Collected data entries:
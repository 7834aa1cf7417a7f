use std::fmt;

use chrono::{DateTime, Utc};
use serde::{Deserialize, Serialize};

use super::{NetworkObject, ServiceDescriptor};

/// 检查点状态
///
/// 只允许 pending → confirmed | rolled_back | expired，且只发生一次。
#[derive(Debug, Clone, Copy, PartialEq, Eq, Serialize, Deserialize)]
#[serde(rename_all = "snake_case")]
pub enum CheckpointState {
    Pending,
    Confirmed,
    RolledBack,
    /// 已超时，但自动回滚未能完成
    Expired,
}

impl CheckpointState {
    pub fn is_resolved(&self) -> bool {
        !matches!(self, Self::Pending)
    }
}

impl fmt::Display for CheckpointState {
    fn fmt(&self, f: &mut fmt::Formatter<'_>) -> fmt::Result {
        let s = match self {
            Self::Pending => "pending",
            Self::Confirmed => "confirmed",
            Self::RolledBack => "rolled_back",
            Self::Expired => "expired",
        };
        f.write_str(s)
    }
}

/// 监控方式
#[derive(Debug, Clone, Copy, PartialEq, Eq, Serialize, Deserialize, Default)]
#[serde(rename_all = "snake_case")]
pub enum MonitoringMode {
    /// 仅等待截止时间
    #[default]
    Timer,
    /// 周期性探测外部连通性
    Connectivity,
    /// 周期性检查容器运行与健康状态
    ContainerHealth,
}

/// 变更类型，决定默认超时
#[derive(Debug, Clone, Copy, PartialEq, Eq, Serialize, Deserialize)]
#[serde(rename_all = "snake_case")]
pub enum ChangeKind {
    Container,
    Network,
    SegmentNetwork,
    System,
}

impl ChangeKind {
    pub fn default_timeout_secs(&self) -> u64 {
        match self {
            Self::Container => 180,
            Self::Network => 300,
            Self::SegmentNetwork => 420,
            Self::System => 600,
        }
    }
}

/// 变更前快照，创建后不可修改
#[derive(Debug, Clone, PartialEq, Eq, Serialize, Deserialize)]
pub struct CheckpointSnapshot {
    /// 变更前的描述（首次部署时为空）
    pub prior_descriptor: Option<ServiceDescriptor>,
    /// 变更前的网络对象
    pub prior_networks: Vec<NetworkObject>,
    /// 本次受保护的描述
    pub applied: ServiceDescriptor,
}

#[derive(Debug, Clone, Serialize, Deserialize)]
pub struct Checkpoint {
    pub id: String,
    pub deployment: String,
    pub created_at: DateTime<Utc>,
    pub timeout_secs: u64,
    pub monitoring: MonitoringMode,
    pub change_kind: ChangeKind,
    pub state: CheckpointState,
    #[serde(default)]
    pub resolved_at: Option<DateTime<Utc>>,
    /// 回滚原因或失败信息
    #[serde(default)]
    pub note: Option<String>,
    pub snapshot: CheckpointSnapshot,
}

impl Checkpoint {
    pub fn deadline(&self) -> DateTime<Utc> {
        self.created_at + chrono::Duration::seconds(self.timeout_secs as i64)
    }

    pub fn summary(&self) -> CheckpointSummary {
        CheckpointSummary {
            id: self.id.clone(),
            deployment: self.deployment.clone(),
            created_at: self.created_at,
            timeout_secs: self.timeout_secs,
            monitoring: self.monitoring,
            change_kind: self.change_kind,
            state: self.state,
            resolved_at: self.resolved_at,
            note: self.note.clone(),
        }
    }
}

/// 不含快照的检查点概要
#[derive(Debug, Clone, Serialize, Deserialize)]
pub struct CheckpointSummary {
    pub id: String,
    pub deployment: String,
    pub created_at: DateTime<Utc>,
    pub timeout_secs: u64,
    pub monitoring: MonitoringMode,
    pub change_kind: ChangeKind,
    pub state: CheckpointState,
    pub resolved_at: Option<DateTime<Utc>>,
    pub note: Option<String>,
}

/// 回滚记录
#[derive(Debug, Clone, Serialize, Deserialize)]
pub struct RollbackRecord {
    pub checkpoint_id: String,
    pub reason: String,
    pub automatic: bool,
    pub success: bool,
    pub error: Option<String>,
    pub rolled_back_at: DateTime<Utc>,
}

/// 返回给调用方的确认契约
#[derive(Debug, Clone, Serialize, Deserialize)]
pub struct ApplyReceipt {
    pub deployment: String,
    /// 未启用回滚时为空
    pub checkpoint_id: Option<String>,
    pub timeout_secs: Option<u64>,
    pub monitoring: Option<MonitoringMode>,
    pub steps_executed: usize,
}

_Exercise description_.
Every entry above should be given again exactly as shown.

_Result of this task_.
repository 7834aa1cf7417a7f
use std::fmt;

use chrono::{DateTime, Utc};
use serde::{Deserialize, Serialize};

use super::{NetworkObject, ServiceDescriptor};

/// 检查点状态
///
/// 只允许 pending → confirmed | rolled_back | expired，且只发生一次。
#[derive(Debug, Clone, Copy, PartialEq, Eq, Serialize, Deserialize)]
#[serde(rename_all = "snake_case")]
pub enum CheckpointState {
    Pending,
    Confirmed,
    RolledBack,
    /// 已超时，但自动回滚未能完成
    Expired,
}

impl CheckpointState {
    pub fn is_resolved(&self) -> bool {
        !matches!(self, Self::Pending)
    }
}

impl fmt::Display for CheckpointState {
    fn fmt(&self, f: &mut fmt::Formatter<'_>) -> fmt::Result {
        let s = match self {
            Self::Pending => "pending",
            Self::Confirmed => "confirmed",
            Self::RolledBack => "rolled_back",
            Self::Expired => "expired",
        };
        f.write_str(s)
    }
}

/// 监控方式
#[derive(Debug, Clone, Copy, PartialEq, Eq, Serialize, Deserialize, Default)]
#[serde(rename_all = "snake_case")]
pub enum MonitoringMode {
    /// 仅等待截止时间
    #[default]
    Timer,
    /// 周期性探测外部连通性
    Connectivity,
    /// 周期性检查容器运行与健康状态
    ContainerHealth,
}

/// 变更类型，决定默认超时
#[derive(Debug, Clone, Copy, PartialEq, Eq, Serialize, Deserialize)]
#[serde(rename_all = "snake_case")]
pub enum ChangeKind {
    Container,
    Network,
    SegmentNetwork,
    System,
}

impl ChangeKind {
    pub fn default_timeout_secs(&self) -> u64 {
        match self {
            Self::Container => 180,
            Self::Network => 300,
            Self::SegmentNetwork => 420,
            Self::System => 600,
        }
    }
}

/// 变更前快照，创建后不可修改
#[derive(Debug, Clone, PartialEq, Eq, Serialize, Deserialize)]
pub struct CheckpointSnapshot {
    /// 变更前的描述（首次部署时为空）
    pub prior_descriptor: Option<ServiceDescriptor>,
    /// 变更前的网络对象
    pub prior_networks: Vec<NetworkObject>,
    /// 本次受保护的描述
    pub applied: ServiceDescriptor,
}

#[derive(Debug, Clone, Serialize, Deserialize)]
pub struct Checkpoint {
    pub id: String,
    pub deployment: String,
    pub created_at: DateTime<Utc>,
    pub timeout_secs: u64,
    pub monitoring: MonitoringMode,
    pub change_kind: ChangeKind,
    pub state: CheckpointState,
    #[serde(default)]
    pub resolved_at: Option<DateTime<Utc>>,
    /// 回滚原因或失败信息
    #[serde(default)]
    pub note: Option<String>,
    pub snapshot: CheckpointSnapshot,
}

impl Checkpoint {
    pub fn deadline(&self) -> DateTime<Utc> {
        self.created_at + chrono::Duration::seconds(self.timeout_secs as i64)
    }

    pub fn summary(&self) -> CheckpointSummary {
        CheckpointSummary {
            id: self.id.clone(),
            deployment: self.deployment.clone(),
            created_at: self.created_at,
            timeout_secs: self.timeout_secs,
            monitoring: self.monitoring,
            change_kind: self.change_kind,
            state: self.state,
            resolved_at: self.resolved_at,
            note: self.note.clone(),
        }
    }
}

/// 不含快照的检查点概要
#[derive(Debug, Clone, Serialize, Deserialize)]
pub struct CheckpointSummary {
    pub id: String,
    pub deployment: String,
    pub created_at: DateTime<Utc>,
    pub timeout_secs: u64,
    pub monitoring: MonitoringMode,
    pub change_kind: ChangeKind,
    pub state: CheckpointState,
    pub resolved_at: Option<DateTime<Utc>>,
    pub note: Option<String>,
}

/// 回滚记录
#[derive(Debug, Clone, Serialize, Deserialize)]
pub struct RollbackRecord {
    pub checkpoint_id: String,
    pub reason: String,
    pub automatic: bool,
    pub success: bool,
    pub error: Option<String>,
    pub rolled_back_at: DateTime<Utc>,
}

/// 返回给调用方的确认契约
#[derive(Debug, Clone, Serialize, Deserialize)]
pub struct ApplyReceipt {
    pub deployment: String,
    /// 未启用回滚时为空
    pub checkpoint_id: Option<String>,
    pub timeout_secs: Option<u64>,
    pub monitoring: Option<MonitoringMode>,
    pub steps_executed: usize,
}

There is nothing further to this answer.